First off, kudos to Tom Bemis over at The Tell on MarketWatch for his screen of the 10 best performing stocks since the last presidential election. What Tom shows is that … well, there’s no real trend to the results, with cars, techs, hotels and retail outfits (online and off) in the list. Or maybe the answer is: diversify.
This got me thinking about the same kind of statistic for mutual funds. Given the fact that the last election took place during the painful penultimate month of 2008, and there still was more pain to come, I figured that REIT funds or emerging-market funds or maybe gold funds would top the list. Well, timing is everything. Leveraged funds, gold funds, REITs and all manner of funds screened out as the top performers before Jeff DeMaso, Adviser Investments’ head of research, filtered sector and leveraged funds from the list.

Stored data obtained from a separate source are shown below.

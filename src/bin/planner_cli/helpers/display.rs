// SPDX-License-Identifier: MIT OR Apache-2.0
// Copyright (c) 2025 Pierre Fitness Intelligence
// ABOUTME: Output formatting helpers for planner-cli
// ABOUTME: Renders plans, batches, activity levels and errors as text or JSON

use calorie_planner::config::intelligence::ActivityFactorsConfig;
use calorie_planner::config::PlannerConfig;
use calorie_planner::errors::{
    AppError, AppResult, ErrorResponse, ErrorResponseDetails, ValidationError,
};
use calorie_planner::models::{ActivityLevel, Feasibility, WeightLossPlan};
use clap::ValueEnum;
use serde::Serialize;

/// Output format selected with `--format`
#[derive(Debug, Clone, Copy, PartialEq, Eq, ValueEnum)]
pub enum OutputFormat {
    /// Human-readable panel
    Text,
    /// Machine-readable JSON on stdout
    Json,
}

/// Print any serializable value as pretty JSON
pub fn print_json<T: Serialize>(value: &T) -> AppResult<()> {
    println!("{}", serde_json::to_string_pretty(value)?);
    Ok(())
}

/// Display a computed plan
pub fn display_plan(plan: &WeightLossPlan, config: &PlannerConfig) {
    let floor = config.safety.min_daily_intake_kcal;

    println!("\nWeight-Loss Plan");
    println!("{}", "=".repeat(50));
    println!("   BMR: {} kcal/day", plan.bmr);
    println!("   TDEE: {} kcal/day", plan.tdee);
    println!("   Daily deficit: {} kcal/day", plan.daily_deficit);
    println!(
        "      ({} kg x {} kcal/kg = {} kcal over {} days)",
        plan.target_loss_kg, config.safety.kcal_per_kg, plan.total_deficit_kcal, plan.target_days
    );
    println!("   Daily calorie target: {} kcal/day", plan.daily_calorie_target);

    match plan.feasibility {
        Feasibility::OnSchedule { days } => {
            println!("\n   Safe plan: goal reached in {days} days.");
        }
        Feasibility::Extended { days } => {
            println!("\nWARNING: this target is below the {floor} kcal/day minimum intake.");
            println!("   A safer timeline at {floor} kcal/day takes {days} days.");
            println!("   Or set a smaller weight-loss goal for {} days.", plan.target_days);
        }
        Feasibility::Infeasible { floor_kcal } => {
            println!("\nWARNING: this target is below the {floor_kcal} kcal/day minimum intake.");
            println!(
                "   No feasible plan: daily expenditure does not exceed {floor_kcal} kcal/day."
            );
            println!("   Set a smaller weight-loss goal or raise your activity level.");
        }
    }
}

/// Display batch results in input order
pub fn display_batch(outcomes: &[Result<WeightLossPlan, ValidationError>], config: &PlannerConfig) {
    for (index, outcome) in outcomes.iter().enumerate() {
        println!("\nRequest #{}", index + 1);
        match outcome {
            Ok(plan) => display_plan(plan, config),
            Err(error) => println!("   Rejected: {error}"),
        }
    }
}

/// Display the activity level table
pub fn display_activity_levels(factors: &ActivityFactorsConfig) {
    println!("\nActivity Levels");
    println!("{}", "=".repeat(50));
    for level in ActivityLevel::ALL {
        println!(
            "   {:<12} x{:<6} {}",
            level.label(),
            factors.factor_for(level),
            level.description()
        );
    }
}

/// Display a command failure: JSON envelope on stdout, or a message on stderr
pub fn display_error(error: &AppError, format: OutputFormat) {
    match format {
        OutputFormat::Json => {
            let response = ErrorResponse {
                error: ErrorResponseDetails {
                    code: error.code,
                    message: error.message.clone(),
                    details: error.details.clone(),
                },
            };
            match serde_json::to_string_pretty(&response) {
                Ok(json) => println!("{json}"),
                Err(_) => eprintln!("Error: {error}"),
            }
        }
        OutputFormat::Text => eprintln!("Error: {error}"),
    }
}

The best fund over the four years through Friday, Nov. 2 (the most recent data at hand) is a tiny, $28 million mid-cap value fund called Oceanstone, focused on U.S. equities (it currently holds less than 20) and run by James Wang. Good, but not remarkable since its Nov. 2006 inception, the fund absolutely decimated the market since around the end of 2008. The fund’s report for the period ending June 2009 shows a $1.5 million portfolio of just 23 stocks. But Wang apparently likes to trade — turnover can run over 400%.
What — or who else — makes the list? You’ll see it’s a broad range of global, emerging-market and U.S. equity funds. In fact, like the stock list, the “best funds” list argues for diversification.

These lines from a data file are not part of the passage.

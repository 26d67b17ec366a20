// ABOUTME: JSON request handlers for weight-loss plan calculation and activity level listing
// ABOUTME: Parses loosely typed parameters into PlanInput, calls the engine, and wraps the outcome
//
// SPDX-License-Identifier: MIT OR Apache-2.0
// Copyright (c) 2025 Pierre Fitness Intelligence

use crate::errors::{AppError, ErrorCode, ErrorResponse, ErrorResponseDetails};
use crate::logging::PlanLogger;
use planner_core::errors::ValidationError;
use planner_core::models::{ActivityLevel, PlanInput, Sex, WeightLossPlan};
use planner_intelligence::{compute_with_config, PlannerConfig};
use serde::{Deserialize, Serialize};
use serde_json::{json, Value};

const SOURCE: &str = "json";

/// Uniform envelope returned by every handler
#[derive(Debug, Serialize, Deserialize)]
pub struct HandlerResponse {
    /// Whether the request produced a result
    pub success: bool,
    /// Result payload on success
    #[serde(default, skip_serializing_if = "Option::is_none")]
    pub result: Option<Value>,
    /// Error payload on failure
    #[serde(default, skip_serializing_if = "Option::is_none")]
    pub error: Option<ErrorResponseDetails>,
}

impl HandlerResponse {
    /// Successful response carrying `result`
    #[must_use]
    pub const fn ok(result: Value) -> Self {
        Self {
            success: true,
            result: Some(result),
            error: None,
        }
    }

    /// Failed response carrying the error code, message and details
    #[must_use]
    pub fn from_error(error: AppError) -> Self {
        Self {
            success: false,
            result: None,
            error: Some(ErrorResponse::from(error).error),
        }
    }
}

fn required<'a>(params: &'a Value, name: &str) -> Result<&'a Value, AppError> {
    match params.get(name) {
        Some(value) if !value.is_null() => Ok(value),
        _ => Err(AppError::missing_field(name)),
    }
}

fn invalid_format(name: &str, expected: &str) -> AppError {
    AppError::new(
        ErrorCode::InvalidFormat,
        format!("Parameter {name} must be {expected}"),
    )
    .with_details(json!({ "field": name }))
}

fn parse_f64(params: &Value, name: &str) -> Result<f64, AppError> {
    required(params, name)?
        .as_f64()
        .ok_or_else(|| invalid_format(name, "a number"))
}

/// Whole-number counts; negatives become 0 so the engine reports them as non-positive
fn parse_count(params: &Value, name: &str) -> Result<u32, AppError> {
    let value = required(params, name)?
        .as_i64()
        .ok_or_else(|| invalid_format(name, "a whole number"))?;
    u32::try_from(value.max(0))
        .map_err(|_| invalid_format(name, "a whole number of days or years"))
}

fn parse_sex(params: &Value) -> Result<Sex, AppError> {
    required(params, "sex")?
        .as_str()
        .ok_or_else(|| invalid_format("sex", "a string"))?
        .parse::<Sex>()
        .map_err(|message| {
            AppError::new(ErrorCode::InvalidFormat, message).with_details(json!({ "field": "sex" }))
        })
}

fn parse_activity_factor(params: &Value, config: &PlannerConfig) -> Result<f64, AppError> {
    if let Some(level) = params.get("activity_level").filter(|v| !v.is_null()) {
        let level = level
            .as_str()
            .ok_or_else(|| invalid_format("activity_level", "a string"))?
            .parse::<ActivityLevel>()
            .map_err(|message| {
                AppError::new(ErrorCode::InvalidFormat, message)
                    .with_details(json!({ "field": "activity_level" }))
            })?;
        return Ok(config.activity_factors.factor_for(level));
    }

    match params.get("activity_factor") {
        Some(value) if !value.is_null() => value
            .as_f64()
            .ok_or_else(|| invalid_format("activity_factor", "a number")),
        _ => Err(AppError::missing_field("activity_level")),
    }
}

/// Build a [`PlanInput`] from loosely typed request parameters
///
/// # Errors
///
/// Returns an error if a parameter is missing or has the wrong type. Value
/// checks (positivity, safe loss) are left to the engine.
pub fn parse_plan_input(params: &Value, config: &PlannerConfig) -> Result<PlanInput, AppError> {
    Ok(PlanInput {
        weight_kg: parse_f64(params, "weight_kg")?,
        height_cm: parse_f64(params, "height_cm")?,
        age_years: parse_count(params, "age_years")?,
        sex: parse_sex(params)?,
        activity_factor: parse_activity_factor(params, config)?,
        target_days: parse_count(params, "target_days")?,
        target_loss_kg: parse_f64(params, "target_loss_kg")?,
    })
}

fn plan_result(plan: &WeightLossPlan) -> Result<Value, AppError> {
    let mut result = serde_json::to_value(plan)?;
    if let Some(fields) = result.as_object_mut() {
        fields.insert("feasible_days".to_owned(), json!(plan.feasible_days()));
    }
    Ok(result)
}

/// Wrap an engine outcome in a [`HandlerResponse`]
#[must_use]
pub fn plan_outcome_response(outcome: Result<WeightLossPlan, ValidationError>) -> HandlerResponse {
    match outcome {
        Ok(plan) => {
            plan_result(&plan).map_or_else(HandlerResponse::from_error, HandlerResponse::ok)
        }
        Err(error) => HandlerResponse::from_error(error.into()),
    }
}

/// Handle a plan calculation request using the global configuration
#[must_use]
pub fn handle_calculate_plan(params: &Value) -> HandlerResponse {
    handle_calculate_plan_with_config(params, PlannerConfig::global())
}

/// Handle a plan calculation request with an explicit configuration
#[must_use]
pub fn handle_calculate_plan_with_config(
    params: &Value,
    config: &PlannerConfig,
) -> HandlerResponse {
    let input = match parse_plan_input(params, config) {
        Ok(input) => input,
        Err(error) => return HandlerResponse::from_error(error),
    };

    let outcome = compute_with_config(&input, config);
    match &outcome {
        Ok(plan) => PlanLogger::log_plan(SOURCE, plan),
        Err(error) => PlanLogger::log_rejection(SOURCE, error),
    }
    plan_outcome_response(outcome)
}

/// List the activity levels with their configured multipliers
#[must_use]
pub fn handle_list_activity_levels() -> HandlerResponse {
    let factors = &PlannerConfig::global().activity_factors;
    let levels: Vec<Value> = ActivityLevel::ALL
        .iter()
        .map(|level| {
            json!({
                "id": level,
                "label": level.label(),
                "description": level.description(),
                "factor": factors.factor_for(*level),
            })
        })
        .collect();

    HandlerResponse::ok(json!({ "activity_levels": levels }))
}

|Oceanstone||OSFDX||US Equity Mid-Cap||505.5%|
|Wasatch Emerging Markets Small Cap||WAEMX||Emerging-Markets Equity||198.6%|
|PIMCO StocksPLUS Long Duration Instl||PSLDX||US Equity Large-Cap Blend||180.7%|
Small Company A
|OSMAX||Global Equity Mid/Small-Cap||167.8%|
|Matthews Asia Small Companies||MSMLX||Asia ex-Japan Equity||157.3%|
|Huber Capital Small Cap Value Inv||HUSIX||US Equity Small-Cap||156.8%|
|T. Rowe Price New Asia||PRASX||Asia ex-Japan Equity||155.4%|
|Invesco Asia Pacific Growth A||ASIAX||Asia ex-Japan Equity||154.7%|
|Matthew 25||MXXVX||US Equity Large-Cap Growth||153.5%|
|Wasatch International Growth||WAIGX||Global Equity Mid/Small-Cap||151.6%|
|Robeco Long/Short Equity I||BPLSX||Long/Short Equity||150.1%|
|GMO Emerging Country Debt III||GMCDX||Emerging-Markets Fixed Income||146.2%|
|PIMCO Fundamental IndexPLUS TR A||PIXAX||US Equity Large-Cap Blend||145.1%|
|CSC Small Cap Value Investor||CSCSX||US Equity Small-Cap||144.8%|
|DFA Emerging Markets Small Cap I||DEMSX||Emerging Markets Equity||144.2%|
|Delaware Pooled Focus Smid-Cap
|DCGTX||US Equity Mid-Cap||139.3%|
|Westcore International Small Cap||WTIFX||Global Equity Mid/Small-Cap||139.0%|
|Hotchkis and Wiley Value
|HWAAX||US Equity Mid-Cap||136.8%|
|Aberdeen Emerging Markets Instl||ABEMX||Emerging-Markets Equity||136.4%|
|Wasatch International Opportunities||WAIOX||Global Equity Mid/Small-Cap||134.7%|
|Source: Morningstar Direct|
And what fund gets tagged with the “worst of” label? Can you say China — as in the USX China Fund (MUTF:HPCCX) ? It dropped more than 85%.
Maybe it’s a buy?
I doubt it. I’ll stick with diversification and top managers from Barrow Hanley, Wellington, PRIMECAP, Marketfield, Artisan, Vanguard, Fidelity and Three Peaks, to name a few.